■ Recorded data ■

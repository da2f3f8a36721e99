use dx_value::format_number;
use thiserror::Error;

/// Lexed token kinds. Operators carry their surface text so the parser can
/// match on symbols; punctuation gets dedicated variants.
#[derive(Debug, Clone, PartialEq)]
pub enum TokenKind {
    Number(f64),
    Str(String),
    Bool(bool),
    Ident(String),
    BacktickIdent(String),
    Op(String),
    LParen,
    RParen,
    LBracket,
    RBracket,
    Comma,
}

impl TokenKind {
    #[must_use]
    pub fn describe(&self) -> String {
        match self {
            Self::Number(v) => format!("number {}", format_number(*v)),
            Self::Str(v) => format!("string \"{v}\""),
            Self::Bool(v) => format!("boolean '{v}'"),
            Self::Ident(v) | Self::BacktickIdent(v) => format!("identifier '{v}'"),
            Self::Op(v) => format!("operator '{v}'"),
            Self::LParen => "'('".to_owned(),
            Self::RParen => "')'".to_owned(),
            Self::LBracket => "'['".to_owned(),
            Self::RBracket => "']'".to_owned(),
            Self::Comma => "','".to_owned(),
        }
    }
}

#[derive(Debug, Clone, PartialEq)]
pub struct Token {
    pub kind: TokenKind,
    /// Byte offset of the token's first character in the source string.
    pub offset: usize,
}

#[derive(Debug, Error, Clone, PartialEq)]
pub enum TokenizeError {
    #[error("unrecognized character '{ch}' at offset {offset}\n{snippet}")]
    UnrecognizedChar {
        ch: char,
        offset: usize,
        snippet: String,
    },
    #[error("unterminated string literal starting at offset {offset}\n{snippet}")]
    UnterminatedString { offset: usize, snippet: String },
    #[error("unterminated backtick identifier starting at offset {offset}\n{snippet}")]
    UnterminatedBacktick { offset: usize, snippet: String },
}

/// Multi-character operators are matched before their single-character
/// prefixes; single '&', '|' and '=' still lex (the parser rejects them).
const TWO_CHAR_OPS: [&str; 6] = [">=", "<=", "==", "!=", "&&", "||"];
const ONE_CHAR_OPS: [char; 12] = [
    '+', '-', '*', '/', '%', '^', '>', '<', '=', '!', '&', '|',
];

pub fn tokenize(source: &str) -> Result<Vec<Token>, TokenizeError> {
    let chars: Vec<(usize, char)> = source.char_indices().collect();
    let mut tokens = Vec::new();
    let mut i = 0;

    while i < chars.len() {
        let (offset, c) = chars[i];

        if c.is_whitespace() {
            i += 1;
            continue;
        }

        match c {
            '(' => {
                tokens.push(Token { kind: TokenKind::LParen, offset });
                i += 1;
            }
            ')' => {
                tokens.push(Token { kind: TokenKind::RParen, offset });
                i += 1;
            }
            '[' => {
                tokens.push(Token { kind: TokenKind::LBracket, offset });
                i += 1;
            }
            ']' => {
                tokens.push(Token { kind: TokenKind::RBracket, offset });
                i += 1;
            }
            ',' => {
                tokens.push(Token { kind: TokenKind::Comma, offset });
                i += 1;
            }
            '"' => {
                let (token, next) = lex_string(source, &chars, i)?;
                tokens.push(token);
                i = next;
            }
            '`' => {
                let (token, next) = lex_backtick(source, &chars, i)?;
                tokens.push(token);
                i = next;
            }
            // Leading-dot numbers: `.5`. A lone '.' is unrecognized.
            '.' if matches!(chars.get(i + 1), Some((_, d)) if d.is_ascii_digit()) => {
                let (token, next) = lex_number(source, &chars, i)?;
                tokens.push(token);
                i = next;
            }
            _ if c.is_ascii_digit() => {
                let (token, next) = lex_number(source, &chars, i)?;
                tokens.push(token);
                i = next;
            }
            _ if c.is_alphabetic() || c == '_' => {
                let (token, next) = lex_word(&chars, i);
                tokens.push(token);
                i = next;
            }
            _ => {
                let two: Option<&str> = chars.get(i + 1).and_then(|(_, n)| {
                    let candidate: String = [c, *n].iter().collect();
                    TWO_CHAR_OPS
                        .iter()
                        .copied()
                        .find(|op| *op == candidate.as_str())
                });
                if let Some(op) = two {
                    tokens.push(Token {
                        kind: TokenKind::Op(op.to_owned()),
                        offset,
                    });
                    i += 2;
                } else if ONE_CHAR_OPS.contains(&c) {
                    tokens.push(Token {
                        kind: TokenKind::Op(c.to_string()),
                        offset,
                    });
                    i += 1;
                } else {
                    return Err(TokenizeError::UnrecognizedChar {
                        ch: c,
                        offset,
                        snippet: caret_snippet(source, offset),
                    });
                }
            }
        }
    }

    Ok(tokens)
}

/// `\d+(\.\d+)?` plus the leading-dot form. A trailing bare dot is left for
/// the next token (`3.` lexes as `3` then an unrecognized '.').
fn lex_number(
    source: &str,
    chars: &[(usize, char)],
    start: usize,
) -> Result<(Token, usize), TokenizeError> {
    let offset = chars[start].0;
    let mut i = start;
    while i < chars.len() && chars[i].1.is_ascii_digit() {
        i += 1;
    }
    if i < chars.len()
        && chars[i].1 == '.'
        && matches!(chars.get(i + 1), Some((_, d)) if d.is_ascii_digit())
    {
        i += 1;
        while i < chars.len() && chars[i].1.is_ascii_digit() {
            i += 1;
        }
    }
    let end = chars.get(i).map_or(source.len(), |(o, _)| *o);
    let text = &source[offset..end];
    let value = text
        .parse::<f64>()
        .map_err(|_| TokenizeError::UnrecognizedChar {
            ch: chars[start].1,
            offset,
            snippet: caret_snippet(source, offset),
        })?;
    Ok((
        Token {
            kind: TokenKind::Number(value),
            offset,
        },
        i,
    ))
}

/// Double-quoted string with `\"`, `\\`, `\n`, `\t` escapes. An
/// unrecognized escape passes the backslash and following character through
/// literally.
fn lex_string(
    source: &str,
    chars: &[(usize, char)],
    start: usize,
) -> Result<(Token, usize), TokenizeError> {
    let offset = chars[start].0;
    let mut value = String::new();
    let mut i = start + 1;
    while i < chars.len() {
        match chars[i].1 {
            '"' => {
                return Ok((
                    Token {
                        kind: TokenKind::Str(value),
                        offset,
                    },
                    i + 1,
                ));
            }
            '\\' => match chars.get(i + 1).map(|(_, c)| *c) {
                Some('"') => {
                    value.push('"');
                    i += 2;
                }
                Some('\\') => {
                    value.push('\\');
                    i += 2;
                }
                Some('n') => {
                    value.push('\n');
                    i += 2;
                }
                Some('t') => {
                    value.push('\t');
                    i += 2;
                }
                Some(other) => {
                    value.push('\\');
                    value.push(other);
                    i += 2;
                }
                None => break,
            },
            other => {
                value.push(other);
                i += 1;
            }
        }
    }
    Err(TokenizeError::UnterminatedString {
        offset,
        snippet: caret_snippet(source, offset),
    })
}

/// `` `any text` `` — the identifier is the literal text between backticks,
/// enabling column names with spaces.
fn lex_backtick(
    source: &str,
    chars: &[(usize, char)],
    start: usize,
) -> Result<(Token, usize), TokenizeError> {
    let offset = chars[start].0;
    let mut name = String::new();
    let mut i = start + 1;
    while i < chars.len() {
        if chars[i].1 == '`' {
            return Ok((
                Token {
                    kind: TokenKind::BacktickIdent(name),
                    offset,
                },
                i + 1,
            ));
        }
        name.push(chars[i].1);
        i += 1;
    }
    Err(TokenizeError::UnterminatedBacktick {
        offset,
        snippet: caret_snippet(source, offset),
    })
}

fn lex_word(chars: &[(usize, char)], start: usize) -> (Token, usize) {
    let offset = chars[start].0;
    let mut word = String::new();
    let mut i = start;
    while i < chars.len() && (chars[i].1.is_alphanumeric() || chars[i].1 == '_') {
        word.push(chars[i].1);
        i += 1;
    }
    let kind = match word.as_str() {
        "true" => TokenKind::Bool(true),
        "false" => TokenKind::Bool(false),
        _ => TokenKind::Ident(word),
    };
    (Token { kind, offset }, i)
}

/// Render a window of the source with a `^` pointing at `offset`, for error
/// messages.
#[must_use]
pub fn caret_snippet(source: &str, offset: usize) -> String {
    let clamped = offset.min(source.len());
    let prefix: String = {
        let mut taken: Vec<char> = source[..clamped].chars().rev().take(40).collect();
        taken.reverse();
        taken.into_iter().collect()
    };
    let suffix: String = source[clamped..].chars().take(40).collect();
    let caret_col = prefix.chars().count();
    format!("  {prefix}{suffix}\n  {:caret_col$}^", "")
}
use std::fmt;
use std::str::FromStr;

use serde::{Deserialize, Serialize};

/// Ed25519 secret key. Whoever holds it owns the feed of its [`PubKey`].
pub struct SecretKey(ed25519_dalek::SigningKey);

/// Ed25519 public key. Identifies a feed.
///
/// Kept as raw bytes so it can be ordered, hashed and used as a map key. The
/// curve point is validated when the key is parsed and again on every
/// verification.
#[derive(Clone, Copy, PartialEq, Eq, Hash, PartialOrd, Ord, Serialize, Deserialize)]
pub struct PubKey([u8; 32]);

/// Ed25519 signature.
#[derive(Clone, PartialEq, Eq, Serialize, Deserialize)]
pub struct Signature(#[serde(with = "signature_serde")] ed25519_dalek::Signature);

impl SecretKey {
    /// Generate a new random secret key.
    pub fn generate() -> Self {
        let mut csprng = rand::thread_rng();
        Self(ed25519_dalek::SigningKey::generate(&mut csprng))
    }

    /// Create from a raw 32-byte secret.
    pub fn from_bytes(bytes: [u8; 32]) -> Self {
        Self(ed25519_dalek::SigningKey::from_bytes(&bytes))
    }

    /// Parse a hex-encoded 32-byte secret.
    pub fn from_hex(s: &str) -> Result<Self, SignatureError> {
        let bytes = hex::decode(s).map_err(|_| SignatureError::InvalidKey)?;
        let arr: [u8; 32] = bytes.try_into().map_err(|_| SignatureError::InvalidKey)?;
        Ok(Self::from_bytes(arr))
    }

    /// Hex-encoded secret. Handle with care.
    pub fn to_hex(&self) -> String {
        hex::encode(self.0.as_bytes())
    }

    /// The feed key this secret signs for.
    pub fn pub_key(&self) -> PubKey {
        PubKey(self.0.verifying_key().to_bytes())
    }

    /// Sign a message.
    pub fn sign(&self, message: &[u8]) -> Signature {
        use ed25519_dalek::Signer;
        Signature(self.0.sign(message))
    }

    /// Raw secret key bytes.
    pub fn as_bytes(&self) -> &[u8; 32] {
        self.0.as_bytes()
    }
}

impl Clone for SecretKey {
    fn clone(&self) -> Self {
        Self::from_bytes(*self.0.as_bytes())
    }
}

impl PubKey {
    /// Create from a raw 32-byte public key, rejecting invalid curve points.
    pub fn from_bytes(bytes: [u8; 32]) -> Result<Self, SignatureError> {
        ed25519_dalek::VerifyingKey::from_bytes(&bytes).map_err(|_| SignatureError::InvalidKey)?;
        Ok(Self(bytes))
    }

    /// Parse from a 64-character hex string.
    pub fn from_hex(s: &str) -> Result<Self, SignatureError> {
        let bytes = hex::decode(s).map_err(|_| SignatureError::InvalidKey)?;
        let arr: [u8; 32] = bytes.try_into().map_err(|_| SignatureError::InvalidKey)?;
        Self::from_bytes(arr)
    }

    /// Verify a signature on a message.
    pub fn verify(&self, message: &[u8], signature: &Signature) -> Result<(), SignatureError> {
        use ed25519_dalek::Verifier;
        let key = ed25519_dalek::VerifyingKey::from_bytes(&self.0)
            .map_err(|_| SignatureError::InvalidKey)?;
        key.verify(message, &signature.0)
            .map_err(|_| SignatureError::InvalidSignature)
    }

    /// Raw public key bytes.
    pub fn as_bytes(&self) -> &[u8; 32] {
        &self.0
    }

    pub fn to_hex(&self) -> String {
        hex::encode(self.0)
    }

    pub fn short_hex(&self) -> String {
        hex::encode(&self.0[..4])
    }
}

impl Signature {
    /// Raw 64 signature bytes.
    pub fn to_bytes(&self) -> [u8; 64] {
        self.0.to_bytes()
    }

    pub fn from_bytes(bytes: &[u8; 64]) -> Self {
        Self(ed25519_dalek::Signature::from_bytes(bytes))
    }
}

impl fmt::Debug for SecretKey {
    fn fmt(&self, f: &mut fmt::Formatter<'_>) -> fmt::Result {
        write!(f, "SecretKey(<redacted>)")
    }
}

impl fmt::Debug for PubKey {
    fn fmt(&self, f: &mut fmt::Formatter<'_>) -> fmt::Result {
        write!(f, "PubKey({})", self.short_hex())
    }
}

impl fmt::Display for PubKey {
    fn fmt(&self, f: &mut fmt::Formatter<'_>) -> fmt::Result {
        write!(f, "{}", self.to_hex())
    }
}

impl FromStr for PubKey {
    type Err = SignatureError;

    fn from_str(s: &str) -> Result<Self, Self::Err> {
        Self::from_hex(s)
    }
}

impl fmt::Debug for Signature {
    fn fmt(&self, f: &mut fmt::Formatter<'_>) -> fmt::Result {
        write!(f, "Signature({}...)", hex::encode(&self.0.to_bytes()[..8]))
    }
}

/// Errors from signing operations.
#[derive(Debug, thiserror::Error, PartialEq, Eq)]
pub enum SignatureError {
    #[error("invalid signature")]
    InvalidSignature,
    #[error("invalid key")]
    InvalidKey,
}

mod signature_serde {
    use serde::{self, Deserialize, Deserializer, Serializer};

    pub fn serialize<S>(sig: &ed25519_dalek::Signature, serializer: S) -> Result<S::Ok, S::Error>
    where
        S: Serializer,
    {
        serializer.serialize_bytes(&sig.to_bytes())
    }

    pub fn deserialize<'de, D>(deserializer: D) -> Result<ed25519_dalek::Signature, D::Error>
    where
        D: Deserializer<'de>,
    {
        let bytes: Vec<u8> = Vec::deserialize(deserializer)?;
        let arr: [u8; 64] = bytes
            .try_into()
            .map_err(|_| serde::de::Error::custom("expected 64-byte signature"))?;
        Ok(ed25519_dalek::Signature::from_bytes(&arr))
    }
}

#[cfg(test)]
mod tests {
    use super::*;

    #[test]
    fn sign_and_verify() {
        let sk = SecretKey::generate();
        let sig = sk.sign(b"root header");
        assert!(sk.pub_key().verify(b"root header", &sig).is_ok());
    }

    #[test]
    fn wrong_message_fails() {
        let sk = SecretKey::generate();
        let sig = sk.sign(b"original");
        assert_eq!(
            sk.pub_key().verify(b"tampered", &sig),
            Err(SignatureError::InvalidSignature)
        );
    }

    #[test]
    fn foreign_key_fails() {
        let owner = SecretKey::generate();
        let other = SecretKey::generate();
        let sig = other.sign(b"root header");
        assert!(owner.pub_key().verify(b"root header", &sig).is_err());
    }

    #[test]
    fn secret_hex_roundtrip_keeps_pub_key() {
        let sk = SecretKey::generate();
        let restored = SecretKey::from_hex(&sk.to_hex()).unwrap();
        assert_eq!(sk.pub_key(), restored.pub_key());
    }

    #[test]
    fn pub_key_parse() {
        let pk = SecretKey::generate().pub_key();
        assert_eq!(pk.to_string().parse::<PubKey>().unwrap(), pk);
        assert_eq!(PubKey::from_hex("00ff"), Err(SignatureError::InvalidKey));
    }

    #[test]
    fn signature_survives_bincode() {
        let sk = SecretKey::generate();
        let sig = sk.sign(b"test");
        let bytes = bincode::serialize(&sig).unwrap();
        let parsed: Signature = bincode::deserialize(&bytes).unwrap();
        assert_eq!(sig, parsed);
    }

    #[test]
    fn signature_serde_json_roundtrip() {
        let sig = SecretKey::generate().sign(b"test");
        let json = serde_json::to_string(&sig).unwrap();
        let parsed: Signature = serde_json::from_str(&json).unwrap();
        assert_eq!(sig, parsed);
    }

    #[test]
    fn debug_redacts_secret_key() {
        let debug = format!("{:?}", SecretKey::generate());
        assert!(debug.contains("redacted"));
    }

    #[test]
    fn clone_keeps_identity() {
        let sk = SecretKey::generate();
        assert_eq!(sk.clone().pub_key(), sk.pub_key());
    }
}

■ The problem ■
Every line above with the string "feed" in it needs to be copied.

■ Written response ■
/// Ed25519 secret key. Whoever holds it owns the feed of its [`PubKey`].
/// Ed25519 public key. Identifies a feed.
    /// The feed key this secret signs for.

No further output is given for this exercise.